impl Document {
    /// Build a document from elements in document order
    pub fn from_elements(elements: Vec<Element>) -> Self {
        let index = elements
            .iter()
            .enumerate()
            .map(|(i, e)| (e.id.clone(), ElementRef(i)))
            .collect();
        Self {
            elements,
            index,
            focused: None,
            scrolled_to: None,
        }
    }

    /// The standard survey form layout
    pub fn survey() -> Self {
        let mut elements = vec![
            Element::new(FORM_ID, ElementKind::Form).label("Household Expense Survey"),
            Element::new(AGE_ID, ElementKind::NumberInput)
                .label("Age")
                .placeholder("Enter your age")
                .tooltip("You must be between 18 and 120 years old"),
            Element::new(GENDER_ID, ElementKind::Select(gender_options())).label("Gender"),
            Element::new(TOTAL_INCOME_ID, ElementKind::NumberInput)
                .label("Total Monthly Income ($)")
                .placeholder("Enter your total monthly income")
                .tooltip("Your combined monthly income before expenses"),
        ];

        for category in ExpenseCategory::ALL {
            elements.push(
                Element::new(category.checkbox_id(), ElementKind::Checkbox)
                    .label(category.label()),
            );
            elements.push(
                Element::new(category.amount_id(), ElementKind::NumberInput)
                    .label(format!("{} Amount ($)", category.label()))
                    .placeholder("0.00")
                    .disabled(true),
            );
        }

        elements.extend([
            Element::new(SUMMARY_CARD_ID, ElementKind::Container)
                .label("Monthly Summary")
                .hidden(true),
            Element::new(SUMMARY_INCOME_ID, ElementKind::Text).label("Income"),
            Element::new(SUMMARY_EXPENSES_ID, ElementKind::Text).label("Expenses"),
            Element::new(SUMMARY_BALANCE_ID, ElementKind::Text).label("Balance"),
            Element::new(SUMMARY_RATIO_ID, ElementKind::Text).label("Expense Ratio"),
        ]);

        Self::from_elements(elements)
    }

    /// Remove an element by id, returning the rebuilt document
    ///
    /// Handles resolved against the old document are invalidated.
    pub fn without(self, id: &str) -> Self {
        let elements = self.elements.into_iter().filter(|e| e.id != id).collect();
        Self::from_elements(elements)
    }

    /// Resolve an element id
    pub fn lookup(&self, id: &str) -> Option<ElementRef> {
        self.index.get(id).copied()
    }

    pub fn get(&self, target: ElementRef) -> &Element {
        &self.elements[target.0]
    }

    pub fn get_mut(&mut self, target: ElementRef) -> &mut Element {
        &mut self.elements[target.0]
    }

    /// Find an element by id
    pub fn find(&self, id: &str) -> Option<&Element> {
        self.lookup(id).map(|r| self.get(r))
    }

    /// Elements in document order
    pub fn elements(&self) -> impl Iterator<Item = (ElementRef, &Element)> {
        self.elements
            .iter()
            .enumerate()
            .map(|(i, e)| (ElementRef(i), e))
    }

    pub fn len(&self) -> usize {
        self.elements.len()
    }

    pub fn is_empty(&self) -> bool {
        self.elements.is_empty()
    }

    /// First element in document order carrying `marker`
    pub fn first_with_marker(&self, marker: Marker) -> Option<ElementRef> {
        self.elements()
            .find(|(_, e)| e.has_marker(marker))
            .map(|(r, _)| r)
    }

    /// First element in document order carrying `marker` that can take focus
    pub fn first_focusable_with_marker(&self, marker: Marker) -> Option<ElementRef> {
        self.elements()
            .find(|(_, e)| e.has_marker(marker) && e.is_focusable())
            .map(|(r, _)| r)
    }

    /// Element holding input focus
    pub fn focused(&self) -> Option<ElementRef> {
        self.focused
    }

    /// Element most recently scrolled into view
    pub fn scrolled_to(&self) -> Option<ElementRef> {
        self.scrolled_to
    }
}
***
Scan the data above for the word "focused", then copy every line that holds it.

**Response to the exercise:**
            focused: None,
    pub fn focused(&self) -> Option<ElementRef> {
        self.focused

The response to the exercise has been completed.